Level 7
- First edition
- Author: Mordecai Roshwald
- Language: English
- Genre: Science fiction
- Publisher: McGraw Hill
- Publication date: 1959
- Publication place: United States
- Media type: Print
- Pages: 183
- ISBN: 978-0-451-05956-7

= Level 7 (novel) =

1959 novel by Mordecai Roshwald

Level 7 is a 1959 science fiction novel by American writer Mordecai Roshwald. It is told from the first-person perspective (a diary) of a modern soldier, X-127, living in the underground military complex Level 7, where he and several hundred others are expected to reside permanently. X-127 fulfills the role of 'push-button' offensive initiator of his nation's nuclear weapons capacity against an unspecified enemy. X-127 narrates life within a deep shelter before, during and after a nuclear war that wipes out the human species.

==Plot summary==
During his forced residence at a deep underground offensive-warfare complex, X-127 is ordered to push missile firing buttons to begin World War III (which lasts a total of 2 hours and 58 minutes). From that point, humanity's few civilian survivors are situated within a collection of underground shelter complexes on Levels 1 through 5 at various depths from the irradiated surface, while military personnel already occupy the deepest and safest Levels 6 and 7. It later emerges that the orders given have been wholly automatic due to a launch on warning strategy; the war has taken place as a series of automated electronic responses to an initial accident.
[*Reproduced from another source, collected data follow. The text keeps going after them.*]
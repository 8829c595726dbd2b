//! `ledger-compat` binary — exit status is the contract.
//!
//!   0  every check passed
//!   1  a check failed
//!   2  hard error (unreadable or invalid policy)
//!
//! All tests use temporary directories for isolation.

use std::fs;
use std::path::{Path, PathBuf};
use std::process::{Command, Output};

use tempfile::TempDir;

use ledger_compat::config::POLICY_PATH_ENV;

fn write_policy(dir: &TempDir, content: &str) -> PathBuf {
    let path = dir.path().join("policy.json");
    fs::write(&path, content).expect("write policy file");
    path
}

/// Run `ledger-compat <args>` with the policy env var unset unless given.
fn run(args: &[&str], env_policy: Option<&Path>) -> Output {
    let mut cmd = Command::new(env!("CARGO_BIN_EXE_ledger-compat"));
    cmd.args(args).env_remove(POLICY_PATH_ENV).env_remove("RUST_LOG");
    if let Some(path) = env_policy {
        cmd.env(POLICY_PATH_ENV, path);
    }
    cmd.output().expect("failed to run ledger-compat")
}

fn exit_code(output: &Output) -> i32 {
    output.status.code().expect("ledger-compat terminated by signal")
}

// ─────────────────────────────────────────────────────────────
// Exit 0: published policy
// ─────────────────────────────────────────────────────────────

#[test]
fn check_with_published_policy_exits_zero() {
    let output = run(&["check"], None);
    let stdout = String::from_utf8_lossy(&output.stdout);
    assert_eq!(exit_code(&output), 0, "stdout:\n{}", stdout);
    assert!(stdout.contains("Results: 3/3 passed"), "stdout:\n{}", stdout);
    assert!(!stdout.contains("[FAIL]"), "stdout:\n{}", stdout);
}

#[test]
fn versions_exits_zero() {
    let output = run(&["versions", "--json"], None);
    assert_eq!(exit_code(&output), 0);
    let doc: serde_json::Value = serde_json::from_slice(&output.stdout).expect("versions JSON");
    assert_eq!(doc["module_version"], env!("CARGO_PKG_VERSION"));
    assert_eq!(doc["driver_version"], ledger_driver::DRIVER_VERSION);
    assert_eq!(doc["core_library_version"], ledger_driver::CORE_LIBRARY_VERSION);
}

// ─────────────────────────────────────────────────────────────
// Exit 1: a check fails
// ─────────────────────────────────────────────────────────────

#[test]
fn check_with_policy_excluding_driver_exits_one() {
    let dir = TempDir::new().unwrap();
    let path = write_policy(
        &dir,
        r#"{"oldest_supported_driver":"0.2.0","supported_driver_lines":["0.2"]}"#,
    );
    let output = run(&["check", "--policy", path.to_str().unwrap()], None);
    let stdout = String::from_utf8_lossy(&output.stdout);
    assert_eq!(exit_code(&output), 1, "stdout:\n{}", stdout);
    assert!(stdout.contains("[FAIL] driver_acceptability"), "stdout:\n{}", stdout);
}

#[test]
fn policy_from_env_var_is_used() {
    let dir = TempDir::new().unwrap();
    let path = write_policy(
        &dir,
        r#"{"oldest_supported_driver":"0.2.0","supported_driver_lines":["0.2"]}"#,
    );
    let output = run(&["check", "--json"], Some(&path));
    assert_eq!(exit_code(&output), 1);
    let report: serde_json::Value = serde_json::from_slice(&output.stdout).expect("report JSON");
    assert_eq!(report["driver_verdict"]["verdict"], "below_floor_and_unsupported_line");
}

// ─────────────────────────────────────────────────────────────
// Exit 2: hard errors
// ─────────────────────────────────────────────────────────────

#[test]
fn malformed_policy_from_env_var_exits_two() {
    let dir = TempDir::new().unwrap();
    let path = write_policy(&dir, "not json");
    let output = run(&["check"], Some(&path));
    assert_eq!(exit_code(&output), 2);

    // Each cause is printed once.
    let stderr = String::from_utf8_lossy(&output.stderr);
    let cause = serde_json::from_str::<serde_json::Value>("not json")
        .unwrap_err()
        .to_string();
    assert_eq!(stderr.matches(cause.as_str()).count(), 1, "stderr:\n{}", stderr);
}

#[test]
fn missing_policy_file_exits_two() {
    let dir = TempDir::new().unwrap();
    let path = dir.path().join("absent.json");
    let output = run(&["check", "--policy", path.to_str().unwrap()], None);
    assert_eq!(exit_code(&output), 2);
}
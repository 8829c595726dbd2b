#![forbid(unsafe_code)]

//! Ledger driver — low-level bridge to the core ledger library.
//!
//! The only surface the wrapper layer relies on is the pair of live version
//! readings below. Ledger operations are exposed elsewhere and are not
//! consumed by the compatibility guard.

/// Version of this driver build.
pub const DRIVER_VERSION: &str = env!("CARGO_PKG_VERSION");

/// Version of the core ledger library embedded in this driver.
pub const CORE_LIBRARY_VERSION: &str = "0.1.0";

/// Version of the driver currently loaded.
pub fn driver_version() -> String {
    DRIVER_VERSION.to_string()
}

/// Version of the core ledger library in use by the loaded driver.
///
/// This is the library the driver runs against, not necessarily the one it
/// was compiled against.
pub fn core_library_version() -> String {
    CORE_LIBRARY_VERSION.to_string()
}
//! Error types for the compatibility guard.
//!
//! Only hard failures live here. A driver that is too old, on an untested
//! line, or older than its core library is a policy verdict, not an error.

use std::io;
use std::path::PathBuf;

use thiserror::Error;

use crate::version::{SemanticVersion, VersionLine};

/// Result type alias using CompatError
pub type Result<T> = std::result::Result<T, CompatError>;

/// Errors raised while parsing versions or building a policy.
#[derive(Error, Debug)]
pub enum CompatError {
    /// A version string from the driver or a constant is not valid semver.
    #[error("malformed version string {input:?}")]
    MalformedVersion {
        input: String,
        #[source]
        source: semver::Error,
    },

    /// A supported-line entry is not of the form `<major>.<minor>`.
    #[error("malformed version line {input:?}: expected <major>.<minor>")]
    MalformedVersionLine { input: String },

    /// The floor version sits on a line the policy does not accept.
    #[error(
        "configuration defect: oldest supported driver {floor} is on line {line}, \
         which is not in the supported line set"
    )]
    ConfigurationDefect {
        floor: SemanticVersion,
        line: VersionLine,
    },

    /// Policy file could not be read.
    #[error("failed to read policy file {}", path.display())]
    PolicyRead {
        path: PathBuf,
        #[source]
        source: io::Error,
    },

    /// Policy file is not a valid policy document.
    #[error("invalid policy file {}", path.display())]
    PolicyFormat {
        path: PathBuf,
        #[source]
        source: serde_json::Error,
    },
}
X-127 and his fellow shelter inhabitants belatedly learn the criteria that had determined admission to the shelters: civilians were granted only an illusion of protection, while government officials and military personnel were granted significantly more security. Those who were assigned to launch the nuclear missiles, and their support staff, were selected for their ability to behave like machines, yet are counted upon to preserve the human spirit and rebuild the human race. X-127 and his colleagues attempt to carry on human life, but discover that institutions such as marriage and preparations for child-rearing have been hollowed out by conditions and attitudes in the antiseptic underground.
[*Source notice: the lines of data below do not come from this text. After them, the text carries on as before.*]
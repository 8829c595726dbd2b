//! Driver version surface — the two readings the wrapper layer gates on.
//!
//! The wrapper parses both readings as semantic versions, so they must stay
//! in plain `major.minor.patch` form with no prefix or padding.

use ledger_driver::{core_library_version, driver_version, CORE_LIBRARY_VERSION, DRIVER_VERSION};

fn is_plain_triple(s: &str) -> bool {
    let core = s.split(['-', '+']).next().unwrap_or("");
    let parts: Vec<&str> = core.split('.').collect();
    parts.len() == 3
        && parts.iter().all(|p| {
            !p.is_empty()
                && p.chars().all(|c| c.is_ascii_digit())
                && (p.len() == 1 || !p.starts_with('0'))
        })
}

#[test]
fn driver_version_matches_package_version() {
    assert_eq!(driver_version(), env!("CARGO_PKG_VERSION"));
    assert_eq!(driver_version(), DRIVER_VERSION);
}

#[test]
fn core_library_version_matches_constant() {
    assert_eq!(core_library_version(), CORE_LIBRARY_VERSION);
}

#[test]
fn readings_are_plain_semver_triples() {
    assert!(is_plain_triple(&driver_version()), "bad driver version {:?}", driver_version());
    assert!(
        is_plain_triple(&core_library_version()),
        "bad core library version {:?}",
        core_library_version()
    );
}

#[test]
fn readings_are_stable_across_calls() {
    for _ in 0..3 {
        assert_eq!(driver_version(), DRIVER_VERSION);
        assert_eq!(core_library_version(), CORE_LIBRARY_VERSION);
    }
}
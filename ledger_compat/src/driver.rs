//! Driver handle — the boundary to the native ledger driver.
//!
//! The driver publishes two raw version strings. Nothing on this side of
//! the boundary caches them: every call is a live reading.

/// Read-only view of a loaded ledger driver.
pub trait DriverHandle {
    /// Version of the driver build currently loaded.
    fn driver_version(&self) -> String;

    /// Version of the core ledger library the driver is running against.
    fn core_library_version(&self) -> String;
}

/// Production binding to the linked `ledger_driver` crate.
#[derive(Debug, Clone, Copy, Default)]
pub struct NativeDriver;

impl DriverHandle for NativeDriver {
    fn driver_version(&self) -> String {
        ledger_driver::driver_version()
    }

    fn core_library_version(&self) -> String {
        ledger_driver::core_library_version()
    }
}

/// Stand-in returning fixed readings, for builds and tests that must not
/// depend on the native driver.
#[derive(Debug, Clone, PartialEq, Eq)]
pub struct FixedDriver {
    driver_version: String,
    core_library_version: String,
}

impl FixedDriver {
    pub fn new(driver_version: impl Into<String>, core_library_version: impl Into<String>) -> Self {
        Self {
            driver_version: driver_version.into(),
            core_library_version: core_library_version.into(),
        }
    }
}

impl DriverHandle for FixedDriver {
    fn driver_version(&self) -> String {
        self.driver_version.clone()
    }

    fn core_library_version(&self) -> String {
        self.core_library_version.clone()
    }
}
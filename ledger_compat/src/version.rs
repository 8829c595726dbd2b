//! Version value types.
//!
//! Every version string crossing the driver boundary is parsed into a
//! `SemanticVersion` immediately. Ordering follows SemVer 2.0 precedence:
//! major, minor, patch, then pre-release (a pre-release sorts before the
//! release of the same triple). Build metadata is kept for display only.

use std::cmp::Ordering;
use std::fmt;
use std::hash::{Hash, Hasher};
use std::str::FromStr;

use serde::{Deserialize, Serialize};

use crate::error::{CompatError, Result};

/// A parsed semantic version.
#[derive(Debug, Clone, Serialize, Deserialize)]
#[serde(try_from = "String", into = "String")]
pub struct SemanticVersion(semver::Version);

impl SemanticVersion {
    /// Release version with no pre-release or build metadata.
    pub const fn new(major: u64, minor: u64, patch: u64) -> Self {
        Self(semver::Version::new(major, minor, patch))
    }

    /// Parse a strict semver string (`1.2.3`, `1.2.3-rc.1`, `1.2.3+build`).
    pub fn parse(input: &str) -> Result<Self> {
        semver::Version::parse(input)
            .map(Self)
            .map_err(|source| CompatError::MalformedVersion {
                input: input.to_string(),
                source,
            })
    }

    pub fn major(&self) -> u64 {
        self.0.major
    }

    pub fn minor(&self) -> u64 {
        self.0.minor
    }

    pub fn patch(&self) -> u64 {
        self.0.patch
    }

    pub fn is_prerelease(&self) -> bool {
        !self.0.pre.is_empty()
    }

    /// The `major.minor` line this version belongs to.
    pub fn line(&self) -> VersionLine {
        VersionLine::new(self.0.major, self.0.minor)
    }

    pub fn as_semver(&self) -> &semver::Version {
        &self.0
    }
}

impl PartialEq for SemanticVersion {
    fn eq(&self, other: &Self) -> bool {
        self.cmp(other) == Ordering::Equal
    }
}

impl Eq for SemanticVersion {}

impl PartialOrd for SemanticVersion {
    fn partial_cmp(&self, other: &Self) -> Option<Ordering> {
        Some(self.cmp(other))
    }
}

impl Ord for SemanticVersion {
    fn cmp(&self, other: &Self) -> Ordering {
        self.0
            .major
            .cmp(&other.0.major)
            .then_with(|| self.0.minor.cmp(&other.0.minor))
            .then_with(|| self.0.patch.cmp(&other.0.patch))
            .then_with(|| self.0.pre.cmp(&other.0.pre))
    }
}

// Must agree with `Eq`, so build metadata is left out.
impl Hash for SemanticVersion {
    fn hash<H: Hasher>(&self, state: &mut H) {
        self.0.major.hash(state);
        self.0.minor.hash(state);
        self.0.patch.hash(state);
        self.0.pre.hash(state);
    }
}

impl fmt::Display for SemanticVersion {
    fn fmt(&self, f: &mut fmt::Formatter<'_>) -> fmt::Result {
        fmt::Display::fmt(&self.0, f)
    }
}

impl FromStr for SemanticVersion {
    type Err = CompatError;

    fn from_str(s: &str) -> Result<Self> {
        Self::parse(s)
    }
}

impl TryFrom<String> for SemanticVersion {
    type Error = CompatError;

    fn try_from(s: String) -> Result<Self> {
        Self::parse(&s)
    }
}

impl From<SemanticVersion> for String {
    fn from(v: SemanticVersion) -> Self {
        v.to_string()
    }
}

impl From<semver::Version> for SemanticVersion {
    fn from(v: semver::Version) -> Self {
        Self(v)
    }
}

/// Coarse compatibility group: the `major.minor` prefix of a version.
#[derive(Debug, Clone, Copy, PartialEq, Eq, PartialOrd, Ord, Hash, Serialize, Deserialize)]
#[serde(try_from = "String", into = "String")]
pub struct VersionLine {
    major: u64,
    minor: u64,
}

impl VersionLine {
    pub const fn new(major: u64, minor: u64) -> Self {
        Self { major, minor }
    }

    pub fn major(&self) -> u64 {
        self.major
    }

    pub fn minor(&self) -> u64 {
        self.minor
    }

    /// Parse `<major>.<minor>`. Same numeric rules as semver: ASCII digits
    /// only, no leading zeros.
    pub fn parse(input: &str) -> Result<Self> {
        let malformed = || CompatError::MalformedVersionLine {
            input: input.to_string(),
        };
        let (major, minor) = input.split_once('.').ok_or_else(malformed)?;
        Ok(Self {
            major: parse_numeric(major).ok_or_else(malformed)?,
            minor: parse_numeric(minor).ok_or_else(malformed)?,
        })
    }
}

fn parse_numeric(part: &str) -> Option<u64> {
    if part.is_empty() || !part.bytes().all(|b| b.is_ascii_digit()) {
        return None;
    }
    if part.len() > 1 && part.starts_with('0') {
        return None;
    }
    part.parse().ok()
}

impl fmt::Display for VersionLine {
    fn fmt(&self, f: &mut fmt::Formatter<'_>) -> fmt::Result {
        write!(f, "{}.{}", self.major, self.minor)
    }
}

impl FromStr for VersionLine {
    type Err = CompatError;

    fn from_str(s: &str) -> Result<Self> {
        Self::parse(s)
    }
}

impl TryFrom<String> for VersionLine {
    type Error = CompatError;

    fn try_from(s: String) -> Result<Self> {
        Self::parse(&s)
    }
}

impl From<VersionLine> for String {
    fn from(line: VersionLine) -> Self {
        line.to_string()
    }
}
Toward the end of the novel, the inhabitants of surviving shelters within collaterally hit neutral nations, the former enemy nation and the unnamed protagonist nation gradually meet their deaths as radioactive surface contamination makes its way down past air filters and into water sources in the ground. As Level 7's safety falls into question, its inhabitants confront their growing isolation, overconfidence in technology, loneliness below a dead world, and the insanity of a society whose momentum toward annihilation exceeded its collective will to live. At last, the inhabitants of "Level 7" are wiped out after a malfunction in their nuclear power pile results in lethal contamination of their erstwhile sanctuary. They are apparently the last human beings on Earth to perish, and X-127 is the very last one at the story's conclusion. The extinction of humanity has taken four months from the time that the missiles were first fired.

==Structure==
The book is apparently written in such a way to discourage the reader from determining which side is which. References to democracy are structured as to be just as applicable to Soviet democracy as to British or American democracy. The book contains no geographical references or individual names, but does use non-metric measurements. It is left to the individual reader to determine if this indeed identifies a Western setting or merely reflects the author's background. In any case, specific national identities are arguably irrelevant to the book's themes of dehumanization, the abstraction of nuclear warfare, and the danger that this leads to when combined with the destructive potential of the weapons involved. The novel thus acts as a warning against the nuclear arms race, as the original (but later removed) postscript makes clear:

This book is neutral - in the sense that it does not defend either the East or the West. It is not neutral in the sense that it accuses both. It is submitted for the benefit of the West and the East, as well as anybody caught in between.

The Diary of Push-Button Officer X-127 is intended as a preventative anti-radioactive medicine, good for consumption in any place in the world. It is especially offered to button-pushers, rocket constructors, nuclear physicists, megaton bomb manufacturers, "small" atomic bomb producers, and last but not least, statesmen and politicians. It is 'not' (!) effective against buttons, robots, rockets, and the bombs themselves.

Originally, the manuscript contained a preface by Martian archaeologists, who discover the diary amongst the ruins of a destroyed Earth. However, this was removed in editions published before 2003 because it was felt that it spoiled the ending of the book.

==Adaptations==
Level 7 was adapted by J. B. Priestley for a 1966 episode of the BBC2 television science fiction drama programme Out of the Unknown. It had originally been written as a feature film adaptation, but was cut down to fit into the show's one hour time slot. It has been released on DVD with all other extant episodes of the series.

It was also adapted specifically for young students as a one-hour radio play and broadcast in 1980 by Radioteatern, the Swedish national radio theatre, under the Swedish title Nivå 7.

==Reception==
Floyd C. Gale of Galaxy Science Fiction in 1961 rated Level 7 4.5 stars out of five, stating that X-127's story "has the strange unreality and impact of the too intense reality".